A decade or so later, a few years after Stephen Van Rensselaer III inherited the Manor, he commissioned a survey of the land above the Helderberg escarpment dividing it into a grid of quarter-square-mile lots. Leases were keyed to the numbers on the map grid. The resulting 1787 map shows the number of each lot and the name of the leaseholder, as well as roads, churches, mills, and streams. In the area that now includes the Towns of Berne and Knox, the map shows about 90 irregularly shaped lots. This is evidence they had been settled prior to the survey; the shape of the leased lots matched the land actually cleared and settled.

The 1787 Van Rensselaer map shows a concentration of leases in the Switzkill and Foxenkill Valleys along what is now State Route 443, the Helderberg Trail; just east of East Berne the trail turned south towards Westerlo. There were also numerous leases along the top of the Helderberg escarpment. Farther north there were leases in a broad swath that generally followed the route through Knox between Altamont and Schoharie. This appears to have been the main East-West road through the hill country at the time. Scattered among the farms were vacant lots for which no leases had yet been issued. There were no villages.

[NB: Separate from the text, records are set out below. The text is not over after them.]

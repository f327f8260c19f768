use crate::error::{ReadAloudError, Result};
use std::sync::{Arc, Mutex, MutexGuard, PoisonError};
use std::time::Duration;

/// Encoded audio returned by a remote speech service.
#[derive(Debug, Clone, PartialEq, Eq)]
pub struct AudioClip {
    pub bytes: Vec<u8>,
    /// MIME type reported by the service, if any.
    pub content_type: Option<String>,
}

impl AudioClip {
    pub fn new(bytes: Vec<u8>, content_type: Option<String>) -> Self {
        Self {
            bytes,
            content_type,
        }
    }

    pub fn is_empty(&self) -> bool {
        self.bytes.is_empty()
    }
}

/// Trait for audio output devices.
///
/// Plays one clip at a time; `play` replaces whatever was playing.
pub trait AudioPlayer: Send + Sync {
    /// Decode and start playing a clip.
    ///
    /// # Returns
    /// The clip duration when the decoder knows it, or an error if the clip
    /// cannot be decoded or the device is unavailable.
    fn play(&self, clip: AudioClip) -> Result<Option<Duration>>;

    fn pause(&self);

    fn resume(&self);

    /// Stop and drop the current clip.
    fn stop(&self);

    /// Volume multiplier, 1.0 is unchanged.
    fn set_volume(&self, volume: f32);

    fn is_paused(&self) -> bool;

    /// True when nothing is queued or the clip played to its end.
    fn is_finished(&self) -> bool;
}

#[derive(Debug, Default)]
struct MockPlayerState {
    played: Vec<AudioClip>,
    playing: bool,
    paused: bool,
    volume: f32,
    stop_calls: usize,
}

/// Mock audio player for testing.
///
/// Clones share state, so a test can keep one handle while the backend owns
/// another. A clip plays until [`MockPlayer::finish`] is called.
#[derive(Debug, Clone)]
pub struct MockPlayer {
    state: Arc<Mutex<MockPlayerState>>,
    duration: Option<Duration>,
    should_fail_play: bool,
}

impl MockPlayer {
    pub fn new() -> Self {
        Self {
            state: Arc::new(Mutex::new(MockPlayerState {
                volume: 1.0,
                ..MockPlayerState::default()
            })),
            duration: None,
            should_fail_play: false,
        }
    }

    /// Configure the duration reported for every clip
    pub fn with_duration(mut self, duration: Duration) -> Self {
        self.duration = Some(duration);
        self
    }

    /// Configure the mock to reject every clip as undecodable
    pub fn with_play_failure(mut self) -> Self {
        self.should_fail_play = true;
        self
    }

    fn state(&self) -> MutexGuard<'_, MockPlayerState> {
        self.state.lock().unwrap_or_else(PoisonError::into_inner)
    }

    /// Simulate the current clip reaching its end.
    pub fn finish(&self) {
        let mut state = self.state();
        state.playing = false;
        state.paused = false;
    }

    pub fn played(&self) -> Vec<AudioClip> {
        self.state().played.clone()
    }

    pub fn volume(&self) -> f32 {
        self.state().volume
    }

    pub fn stop_calls(&self) -> usize {
        self.state().stop_calls
    }
}

impl Default for MockPlayer {
    fn default() -> Self {
        Self::new()
    }
}

impl AudioPlayer for MockPlayer {
    fn play(&self, clip: AudioClip) -> Result<Option<Duration>> {
        if self.should_fail_play {
            return Err(ReadAloudError::AudioDecode {
                message: "mock decode failure".to_string(),
            });
        }
        let mut state = self.state();
        state.played.push(clip);
        state.playing = true;
        state.paused = false;
        Ok(self.duration)
    }

    fn pause(&self) {
        let mut state = self.state();
        if state.playing {
            state.paused = true;
        }
    }

    fn resume(&self) {
        self.state().paused = false;
    }

    fn stop(&self) {
        let mut state = self.state();
        state.playing = false;
        state.paused = false;
        state.stop_calls += 1;
    }

    fn set_volume(&self, volume: f32) {
        self.state().volume = volume;
    }

    fn is_paused(&self) -> bool {
        self.state().paused
    }

    fn is_finished(&self) -> bool {
        !self.state().playing
    }
}

#[cfg(test)]
mod tests {
    use super::*;

    fn clip() -> AudioClip {
        AudioClip::new(vec![1, 2, 3], Some("audio/mpeg".to_string()))
    }

    #[test]
    fn test_mock_player_plays_until_finished() {
        let player = MockPlayer::new().with_duration(Duration::from_secs(2));
        assert!(player.is_finished());

        let duration = player.play(clip()).unwrap();
        assert_eq!(duration, Some(Duration::from_secs(2)));
        assert!(!player.is_finished());

        player.finish();
        assert!(player.is_finished());
        assert_eq!(player.played(), vec![clip()]);
    }

    #[test]
    fn test_mock_player_pause_only_while_playing() {
        let player = MockPlayer::new();
        player.pause();
        assert!(!player.is_paused());

        player.play(clip()).unwrap();
        player.pause();
        assert!(player.is_paused());
        player.resume();
        assert!(!player.is_paused());
    }

    #[test]
    fn test_mock_player_stop() {
        let player = MockPlayer::new();
        let handle = player.clone();
        player.play(clip()).unwrap();
        player.stop();
        assert!(handle.is_finished());
        assert_eq!(handle.stop_calls(), 1);
    }

    #[test]
    fn test_mock_player_failure() {
        let player = MockPlayer::new().with_play_failure();
        let result = player.play(clip());
        assert!(matches!(result, Err(ReadAloudError::AudioDecode { .. })));
        assert!(player.played().is_empty());
    }

    #[test]
    fn test_audio_clip_is_empty() {
        assert!(AudioClip::new(Vec::new(), None).is_empty());
        assert!(!clip().is_empty());
    }
}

The 1787 map also shows unbroken wilderness in the rugged hills above the Switzkill and Foxenkill Valleys, and in the northern half of what is now the Town of Knox. These lands were vacant but evenly surveyed into lots of 160 square acres each. Stephen Van Rensselaer made plans to develop and populate the unsettled lands of the Manor. Handbills were distributed throughout New England announcing that he would give veterans of the Revolution homesteads without cost. Only after the farms became productive would he ask for any compensation. The conditions of the grants stated that a farmer must clear the land, build a dwelling, and live there for seven years before beginning to pay rent.

By 1790 there were enough new settlers that a Lutheran church was constructed about two miles east of what is now the village of Berne. This indicates that the center of population was shifting east towards the Helderberg escarpment. It also shows that there was still no village center. Confirmation is that the earliest recorded store in the Helderbergs, built in the late 1700’s, was on the flats north of what is now the village of Berne. Apparently it wasn’t until about 1800 that the village of Berne, the first in the Helderbergs, began to take shape.

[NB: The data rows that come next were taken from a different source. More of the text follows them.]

impl CommandEngine {
    pub fn new(config: &LocalConfig) -> Self {
        Self {
            program: config.command.clone(),
            voice: config.voice.clone(),
            words_per_minute: config.words_per_minute,
            current: None,
            draining: Vec::new(),
            paused: false,
        }
    }

    /// Arguments for an espeak-compatible synthesizer.
    pub fn arguments(&self, text: &str, voice: &VoiceParams) -> Vec<String> {
        let voice_name = if voice.voice.is_empty() {
            self.voice.clone()
        } else {
            voice.voice.clone()
        };
        let rate = (self.words_per_minute as f32 * voice.speed).round().max(80.0) as u32;
        // espeak pitch is 0-99 with 50 as default; amplitude 0-200 with 100 as default.
        let pitch = (voice.pitch * 50.0).round().clamp(0.0, 99.0) as u32;
        let amplitude = (voice.volume * 100.0).round().clamp(0.0, 200.0) as u32;

        vec![
            "-v".to_string(),
            voice_name,
            "-s".to_string(),
            rate.to_string(),
            "-p".to_string(),
            pitch.to_string(),
            "-a".to_string(),
            amplitude.to_string(),
            "--".to_string(),
            text.to_string(),
        ]
    }

    #[cfg(unix)]
    fn signal(&self, signal: libc::c_int) -> Result<()> {
        let Some(current) = self.current.as_ref() else {
            return Ok(());
        };
        signal_group(current.pid, signal).map_err(|e| ReadAloudError::Engine {
            message: format!(
                "failed to signal {} (pid {}): {}",
                self.program, current.pid, e
            ),
        })
    }

    /// Spawn `command` as the current utterance and watch it on a waiter
    /// thread that reports how it ended.
    fn start(&mut self, mut command: Command, mut on_event: EngineCallback) -> Result<()> {
        self.cancel();
        self.draining.retain(RunningUtterance::is_running);

        command
            .stdin(Stdio::null())
            .stdout(Stdio::null())
            .stderr(Stdio::piped());
        #[cfg(unix)]
        command.process_group(0);

        let child = command.spawn().map_err(|e| {
            if e.kind() == std::io::ErrorKind::NotFound {
                ReadAloudError::EngineNotFound {
                    engine: self.program.clone(),
                }
            } else {
                ReadAloudError::Engine {
                    message: format!("failed to start {}: {}", self.program, e),
                }
            }
        })?;

        let pid = child.id();
        let child = Arc::new(Mutex::new(child));
        let running = Arc::new(AtomicBool::new(true));
        let cancelled = Arc::new(AtomicBool::new(false));

        on_event(EngineEvent::Started);

        let waiter_child = child.clone();
        let waiter_running = running.clone();
        let waiter_cancelled = cancelled.clone();
        let program = self.program.clone();
        thread::spawn(move || {
            let poll_interval = Duration::from_millis(defaults::FRAME_INTERVAL_MS);
            let event = loop {
                let status = waiter_child
                    .lock()
                    .unwrap_or_else(PoisonError::into_inner)
                    .try_wait();
                match status {
                    Ok(Some(_)) if waiter_cancelled.load(Ordering::SeqCst) => {
                        break EngineEvent::Failed(EngineFailure::Canceled);
                    }
                    Ok(Some(status)) if status.success() => break EngineEvent::Finished,
                    Ok(Some(status)) => {
                        let stderr = read_stderr(&waiter_child);
                        break EngineEvent::Failed(EngineFailure::SynthesisFailed(format!(
                            "{program} exited with {status}: {stderr}"
                        )));
                    }
                    Ok(None) => thread::sleep(poll_interval),
                    Err(e) => {
                        break EngineEvent::Failed(EngineFailure::Other(format!(
                            "failed to wait for {program}: {e}"
                        )));
                    }
                }
            };
            waiter_running.store(false, Ordering::SeqCst);
            on_event(event);
        });

        self.current = Some(RunningUtterance {
            child,
            pid,
            running,
            cancelled,
        });
        self.paused = false;
        Ok(())
    }

    #[cfg(unix)]
    fn kill(&self, utterance: &RunningUtterance) {
        if let Err(e) = signal_group(utterance.pid, libc::SIGKILL)
            && e.raw_os_error() != Some(libc::ESRCH)
        {
            eprintln!("readaloud: failed to stop {}: {e}", self.program);
        }
    }

    #[cfg(not(unix))]
    fn kill(&self, utterance: &RunningUtterance) {
        let mut child = utterance.child.lock().unwrap_or_else(PoisonError::into_inner);
        if let Err(e) = child.kill()
            && e.kind() != std::io::ErrorKind::InvalidInput
        {
            eprintln!("readaloud: failed to stop {}: {e}", self.program);
        }
    }
}

impl SpeechEngine for CommandEngine {
    fn name(&self) -> &'static str {
        "command-engine"
    }

    fn supports_word_boundaries(&self) -> bool {
        false
    }

    fn speak(&mut self, text: &str, voice: &VoiceParams, on_event: EngineCallback) -> Result<()> {
        let mut command = Command::new(&self.program);
        command.args(self.arguments(text, voice));
        self.start(command, on_event)
    }

    #[cfg(unix)]
    fn pause(&mut self) -> Result<()> {
        self.signal(libc::SIGSTOP)?;
        self.paused = true;
        Ok(())
    }

    #[cfg(not(unix))]
    fn pause(&mut self) -> Result<()> {
        Err(ReadAloudError::Engine {
            message: "pausing an external synthesizer is only supported on Unix".to_string(),
        })
    }

    #[cfg(unix)]
    fn resume(&mut self) -> Result<()> {
        self.signal(libc::SIGCONT)?;
        self.paused = false;
        Ok(())
    }

    #[cfg(not(unix))]
    fn resume(&mut self) -> Result<()> {
        Ok(())
    }

    /// Kill the current utterance. It keeps counting as speaking until the
    /// waiter has reaped the process.
    fn cancel(&mut self) {
        let Some(current) = self.current.take() else {
            return;
        };
        current.cancelled.store(true, Ordering::SeqCst);

        #[cfg(unix)]
        {
            if self.paused
                && let Err(e) = signal_group(current.pid, libc::SIGCONT)
                && e.raw_os_error() != Some(libc::ESRCH)
            {
                // A stopped process only dies once continued.
                eprintln!("readaloud: failed to continue {}: {e}", self.program);
            }
        }
        self.paused = false;

        if current.is_running() {
            self.kill(&current);
            self.draining.push(current);
        }
    }

    fn is_speaking(&self) -> bool {
        self.current
            .iter()
            .chain(self.draining.iter())
            .any(RunningUtterance::is_running)
    }

    fn is_paused(&self) -> bool {
        self.paused
    }
}

impl Drop for CommandEngine {
    fn drop(&mut self) {
        self.cancel();
    }
}

fn read_stderr(child: &Arc<Mutex<Child>>) -> String {
    let mut child = child.lock().unwrap_or_else(PoisonError::into_inner);
    let mut message = String::new();
    if let Some(stderr) = child.stderr.as_mut()
        && stderr.read_to_string(&mut message).is_err()
    {
        return String::new();
    }
    message.trim().to_string()
}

Due to the success of Stephen Van Rensselaer’s land promotion efforts, there was soon an influx of Dutch, German, British, Irish, Scotch, Swiss, and French settlers from the overcrowded lands of New England and the Hudson Valley. Early farmers had large families; in order for their children to have their own farms, some had to move west – for many in New England, this was to the highlands of western Albany County. A few decades later this pattern would be repeating itself in the Helderbergs; the sons and daughters of the previous generation of settlers would be packing up and heading west.

Many families that lived near each other in the Palatinate remained together in the Hudson River camps and later in Schoharie. They then settled in Berne, where their descendants still live near each other today. Amazingly, some of these same families now winter near each other in Florida!